Ghanaian actor (died 2020)

Bernard Nyarko (died 2 May 2020), commonly known in show business as Bishop Bernard Nyarko, was a Ghanaian actor and comedian who later became a full-time preacher. He was known for the Hero: Service to Humanity (2017) and Sidechic Gang (2018) movies.

== Life and career ==
Bernard Nyarko was his parents' seventh-born child among 14 other siblings. He was married with three children. He came into the limelight around 2012 and was featured in several local Ghanaian movies, including Wanted, Aban Bo sia, Boyz Abre, Sunsum Police, John and John and others.

== Education ==
Nyarko began his kindergarten education at the Swedru Salvation Army in the Central Region of Ghana, where his parents were staying at the time due to work commitments. He then moved to Primary one at Nsawam, where his mother, who worked at the Public Works Department, stayed.

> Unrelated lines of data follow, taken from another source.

//! Dynamic content lifecycle
//!
//! A content starts empty and unloaded. The first access loads it, either on
//! the calling thread or, when that thread must stay responsive, on a
//! platform worker while the caller gets the current (possibly empty) list.
//! Loads are serialized per content: concurrent requests collapse into one
//! load, and a load re-entered from its own thread is a no-op.
//!
//! Load failures never escape as errors except cancellation. Unsupported
//! features leave the content loaded but empty and flagged with an error;
//! anything else leaves it dirty so the next access retries.

use std::collections::HashSet;
use std::panic::{self, AssertUnwindSafe};
use std::sync::atomic::{AtomicU8, Ordering};
use std::sync::{Arc, Weak};

use dbn_core::{DbnError, Platform, Result, ThreadKind};
use parking_lot::{ReentrantMutex, RwLock};

use crate::{
    BackgroundDisposer, ContentChangeListener, ContentConfig, ContentDependencyAdapter,
    ContentElement, ContentFilter, ContentFlags, ContentLoader, ContentStatus, ElementList,
    ElementSorter, Elements, NameSorter, VoidDependencyAdapter,
};

/// Lazily loaded, dependency-aware list of database elements
pub struct DynamicContent<T: ContentElement> {
    name: String,
    status: ContentStatus,
    signature: AtomicU8,
    elements: RwLock<ElementList<T>>,
    loader: Arc<dyn ContentLoader<T>>,
    dependency: Arc<dyn ContentDependencyAdapter>,
    sorter: Arc<dyn ElementSorter<T>>,
    filter: Option<Arc<dyn ContentFilter<T>>>,
    listeners: RwLock<Vec<Arc<dyn ContentChangeListener<T>>>>,
    platform: Arc<dyn Platform>,
    disposer: BackgroundDisposer,
    config: ContentConfig,
    load_lock: ReentrantMutex<()>,
    this: Weak<Self>,
}

/// Clears a status flag when dropped, including during unwinding
struct FlagGuard<'a> {
    status: &'a ContentStatus,
    flag: ContentFlags,
}

impl<'a> FlagGuard<'a> {
    /// Set `flag` for the lifetime of the guard
    fn enter(status: &'a ContentStatus, flag: ContentFlags) -> Self {
        status.set(flag, true);
        Self::adopt(status, flag)
    }

    /// Take over a flag that is already set
    fn adopt(status: &'a ContentStatus, flag: ContentFlags) -> Self {
        Self { status, flag }
    }
}

impl Drop for FlagGuard<'_> {
    fn drop(&mut self) {
        self.status.set(self.flag, false);
    }
}

impl<T: ContentElement> DynamicContent<T> {
    pub fn builder(
        name: impl Into<String>,
        loader: Arc<dyn ContentLoader<T>>,
        platform: Arc<dyn Platform>,
    ) -> DynamicContentBuilder<T> {
        DynamicContentBuilder {
            name: name.into(),
            loader,
            platform,
            dependency: Arc::new(VoidDependencyAdapter),
            sorter: Arc::new(NameSorter),
            filter: None,
            flags: ContentFlags::empty(),
            config: ContentConfig::default(),
        }
    }

    pub fn name(&self) -> &str {
        &self.name
    }

    /// Load counter, incremented on every load attempt and wrapping at 256
    pub fn signature(&self) -> u8 {
        self.signature.load(Ordering::SeqCst)
    }

    pub fn flags(&self) -> ContentFlags {
        self.status.flags()
    }

    pub fn dependency(&self) -> &Arc<dyn ContentDependencyAdapter> {
        &self.dependency
    }

    pub fn is_loaded(&self) -> bool {
        self.status.is(ContentFlags::LOADED)
    }

    pub fn is_loading(&self) -> bool {
        self.status.is(ContentFlags::LOADING)
    }

    pub fn is_loading_in_background(&self) -> bool {
        self.status.is(ContentFlags::LOADING_IN_BACKGROUND)
    }

    /// Marked dirty, or its dependencies changed since the last load
    pub fn is_dirty(&self) -> bool {
        self.status.is(ContentFlags::DIRTY) || self.dependency.is_dirty()
    }

    /// Loaded, not loading and not dirty
    pub fn is_ready(&self) -> bool {
        self.is_loaded() && !self.is_loading() && !self.is_dirty()
    }

    pub fn is_disposed(&self) -> bool {
        self.status.is(ContentFlags::DISPOSED)
    }

    pub fn has_error(&self) -> bool {
        self.status.is(ContentFlags::ERROR)
    }

    pub fn is_master(&self) -> bool {
        self.status.is(ContentFlags::MASTER)
    }

    /// Visible elements, loading them first if needed.
    ///
    /// Loads on the calling thread when it may block or when the dependency
    /// adapter reports the load as fast. Otherwise a background load is
    /// started and the current elements are returned right away.
    pub fn get_elements(&self) -> Elements<T> {
        if self.should_load() {
            if ThreadKind::current().allows_sync_load() || self.dependency.can_load_fast() {
                if let Err(error) = self.ensure_loaded(false) {
                    tracing::debug!(content = %self.name, %error, "content load interrupted");
                }
            } else {
                self.load_in_background(false);
            }
        }
        self.elements.read().visible()
    }

    /// Visible elements whose name matches `name`, ignoring ASCII case
    pub fn get_elements_named(&self, name: &str) -> Vec<Arc<T>> {
        self.get_elements()
            .iter()
            .filter(|element| element.name().eq_ignore_ascii_case(name))
            .cloned()
            .collect()
    }

    pub fn get_element(&self, name: &str, overload: u16) -> Option<Arc<T>> {
        self.get_elements()
            .iter()
            .find(|element| {
                element.overload() == overload && element.name().eq_ignore_ascii_case(name)
            })
            .cloned()
    }

    /// Every element regardless of filters, without triggering a load
    pub fn all_elements(&self) -> Elements<T> {
        self.elements.read().all()
    }

    /// Number of visible elements, without triggering a load
    pub fn len(&self) -> usize {
        self.elements.read().visible().len()
    }

    pub fn is_empty(&self) -> bool {
        self.len() == 0
    }

    /// Load unless the content is already ready
    pub fn load(&self) -> Result<()> {
        self.ensure_loaded(false)
    }

    /// Load again, synchronously. Only applies to loaded content that is
    /// not currently loading.
    pub fn reload(&self) -> Result<()> {
        if !self.is_loaded() || self.is_loading() {
            return Ok(());
        }
        self.mark_dirty();
        self.ensure_loaded(true)
    }

    /// Mark this content and its dependency sources stale without loading
    pub fn refresh(&self) {
        if !self.is_loaded() || self.is_loading() {
            return;
        }
        self.mark_dirty();
        self.dependency.refresh_sources();
        self.notify_listeners(&self.all_elements());
    }

    /// Submit a load to a platform worker. At most one background load is
    /// pending per content.
    pub fn load_in_background(&self, force: bool) {
        if !self.should_load() || !self.status.set(ContentFlags::LOADING_IN_BACKGROUND, true) {
            return;
        }
        let Some(this) = self.this.upgrade() else {
            self.status.set(ContentFlags::LOADING_IN_BACKGROUND, false);
            return;
        };

        tracing::trace!(content = %self.name, force, "scheduling background load");
        self.platform.run_in_background(
            &format!("Loading {}", self.name),
            Box::new(move || {
                let _pending = FlagGuard::adopt(&this.status, ContentFlags::LOADING_IN_BACKGROUND);
                if let Err(error) = this.ensure_loaded(force) {
                    tracing::debug!(content = %this.name, %error, "background load interrupted");
                }
            }),
        );
    }

    pub fn reload_in_background(&self) {
        if !self.is_loaded() || self.is_loading() {
            return;
        }
        self.mark_dirty();
        self.load_in_background(true);
    }

    pub fn mark_dirty(&self) {
        if self.status.set(ContentFlags::DIRTY, true) {
            tracing::trace!(content = %self.name, "content marked dirty");
        }
    }

    /// Replace the element list.
    ///
    /// Elements are sorted and wrapped in a filtered view unless the content
    /// is internal or virtual. When this content is the master, replaced
    /// elements that are not part of the new list are disposed.
    pub fn set_elements(&self, elements: Vec<Arc<T>>) {
        self.replace_elements(elements);
    }

    pub fn add_change_listener(&self, listener: Arc<dyn ContentChangeListener<T>>) {
        self.listeners.write().push(listener);
    }

    /// Release the elements and stop loading. Idempotent.
    ///
    /// Waits for a load in progress on another thread, so elements that load
    /// publishes are released too.
    pub fn dispose(&self) {
        let _lock = self.load_lock.lock();
        if !self.status.set(ContentFlags::DISPOSED, true) {
            return;
        }

        let previous = std::mem::replace(&mut *self.elements.write(), ElementList::empty()).all();
        if self.is_master() {
            self.disposer.dispose(
                &self.name,
                Arc::unwrap_or_clone(previous),
                self.config.dispose_in_background,
            );
        }
        self.dependency.dispose();
        self.listeners.write().clear();
        tracing::debug!(content = %self.name, "content disposed");
    }

    fn should_load(&self) -> bool {
        !self.is_disposed() && (!self.is_loaded() || self.is_dirty()) && self.dependency.can_load()
    }

    fn ensure_loaded(&self, force: bool) -> Result<()> {
        let _lock = self.load_lock.lock();
        // Re-entered from this thread's own load
        if self.is_loading() {
            return Ok(());
        }
        if !self.should_load() {
            return Ok(());
        }

        let _loading = FlagGuard::enter(&self.status, ContentFlags::LOADING);
        let signature = self.signature.fetch_add(1, Ordering::SeqCst).wrapping_add(1);
        tracing::debug!(content = %self.name, signature, force, "loading content");

        // Sorter, listeners and element refreshes run inside the guard too
        match panic::catch_unwind(AssertUnwindSafe(|| self.perform_load(force))) {
            Ok(result) => result,
            Err(payload) => {
                let error = DbnError::from_panic(payload);
                tracing::error!(content = %self.name, %error, "content load panicked");
                self.mark_dirty();
                Ok(())
            }
        }
    }

    fn perform_load(&self, force: bool) -> Result<()> {
        let outcome = self
            .dependency
            .before_load(force)
            .and_then(|()| self.loader.load_elements(self, force));

        match outcome {
            Ok(elements) => {
                let carried = self.replace_elements(elements);
                self.status.set(ContentFlags::ERROR, false);
                self.complete_load();
                if force {
                    carried.iter().for_each(|element| element.refresh());
                }
                Ok(())
            }
            Err(error) if error.is_cancellation() => {
                self.mark_dirty();
                Err(error)
            }
            Err(DbnError::FeatureNotSupported(message)) => {
                tracing::warn!(
                    target: "dbn::notification",
                    content = %self.name,
                    %message,
                    "content not supported by the database"
                );
                self.replace_elements(Vec::new());
                self.status.set(ContentFlags::ERROR, true);
                self.complete_load();
                Ok(())
            }
            Err(error) if error.is_connectivity() => {
                tracing::debug!(content = %self.name, %error, "content load failed");
                self.mark_dirty();
                Ok(())
            }
            Err(error) => {
                tracing::error!(content = %self.name, %error, "content load failed");
                self.mark_dirty();
                Ok(())
            }
        }
    }

    fn complete_load(&self) {
        self.status.set(ContentFlags::LOADED, true);
        self.status.set(ContentFlags::DIRTY, false);
        self.dependency.after_load();
    }

    /// Publish `elements`, returning the previous elements kept in the new list
    fn replace_elements(&self, mut elements: Vec<Arc<T>>) -> Vec<Arc<T>> {
        let _lock = self.load_lock.lock();
        let _changing = FlagGuard::enter(&self.status, ContentFlags::CHANGING);
        if self.is_disposed() {
            if self.is_master() {
                self.disposer.dispose(&self.name, elements, false);
            }
            return Vec::new();
        }

        self.sorter.sort(&mut elements);
        let filter = if self
            .status
            .flags()
            .intersects(ContentFlags::INTERNAL | ContentFlags::VIRTUAL)
        {
            None
        } else {
            self.filter.clone()
        };

        let list = ElementList::new(elements, filter);
        let current = list.all();
        let previous = std::mem::replace(&mut *self.elements.write(), list).all();

        let retained: HashSet<*const T> = current.iter().map(Arc::as_ptr).collect();
        let (carried, replaced): (Vec<_>, Vec<_>) = previous
            .iter()
            .cloned()
            .partition(|element| retained.contains(&Arc::as_ptr(element)));

        self.notify_listeners(&current);
        if self.is_master() {
            self.disposer
                .dispose(&self.name, replaced, self.config.dispose_in_background);
        }
        carried
    }

    fn notify_listeners(&self, elements: &[Arc<T>]) {
        let listeners = self.listeners.read().clone();
        let signature = self.signature();
        for listener in listeners {
            listener.elements_changed(&self.name, signature, elements);
        }
    }
}

/// Assembles a [`DynamicContent`]
pub struct DynamicContentBuilder<T: ContentElement> {
    name: String,
    loader: Arc<dyn ContentLoader<T>>,
    platform: Arc<dyn Platform>,
    dependency: Arc<dyn ContentDependencyAdapter>,
    sorter: Arc<dyn ElementSorter<T>>,
    filter: Option<Arc<dyn ContentFilter<T>>>,
    flags: ContentFlags,
    config: ContentConfig,
}

impl<T: ContentElement> DynamicContentBuilder<T> {
    pub fn dependency(mut self, dependency: Arc<dyn ContentDependencyAdapter>) -> Self {
        self.dependency = dependency;
        self
    }

    pub fn sorter(mut self, sorter: Arc<dyn ElementSorter<T>>) -> Self {
        self.sorter = sorter;
        self
    }

    pub fn filter(mut self, filter: Arc<dyn ContentFilter<T>>) -> Self {
        self.filter = Some(filter);
        self
    }

    /// The content owns its elements and disposes them
    pub fn master(mut self) -> Self {
        self.flags |= ContentFlags::MASTER;
        self
    }

    pub fn internal(mut self) -> Self {
        self.flags |= ContentFlags::INTERNAL;
        self
    }

    pub fn virtual_content(mut self) -> Self {
        self.flags |= ContentFlags::VIRTUAL;
        self
    }

    pub fn config(mut self, config: ContentConfig) -> Self {
        self.config = config;
        self
    }

    pub fn build(self) -> Arc<DynamicContent<T>> {
        let disposer = BackgroundDisposer::new(self.platform.clone());
        Arc::new_cyclic(|this| DynamicContent {
            name: self.name,
            status: ContentStatus::new(self.flags),
            signature: AtomicU8::new(0),
            elements: RwLock::new(ElementList::empty()),
            loader: self.loader,
            dependency: self.dependency,
            sorter: self.sorter,
            filter: self.filter,
            listeners: RwLock::new(Vec::new()),
            platform: self.platform,
            disposer,
            config: self.config,
            load_lock: ReentrantMutex::new(()),
            this: this.clone(),
        })
    }
}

Since his father, who served as a police officer, had been transferred to the Kumawu area, Nyarko moved to Kumawu Presby Primary School for his Primary two (2). He went on to Asem Boys M/A Primary School in Kumasi after his father was transferred to the Zongo Police station in Kumasi. He completed form five at Tweneboah Koduah Senior High School, Kumawu. He finally completed his sixth-form studies at Osei Kyeretwie Senior High.

==Filmography==
- The Hero: Service to Humanity (2017) as Mr. Addison
- Sidechic Gang (2018) as Mr. Sampah
- John and John (2017)
- Adepa (2016) as Pastor Adu
- Ama Pooley (2015) as Batazui

== Achievements ==
Bernard Nyarko was honoured in 2017 by Kwame Nkrumah University of Science and Technology (KNUST) for his contribution to the National Union of Ghana Students (NUGS).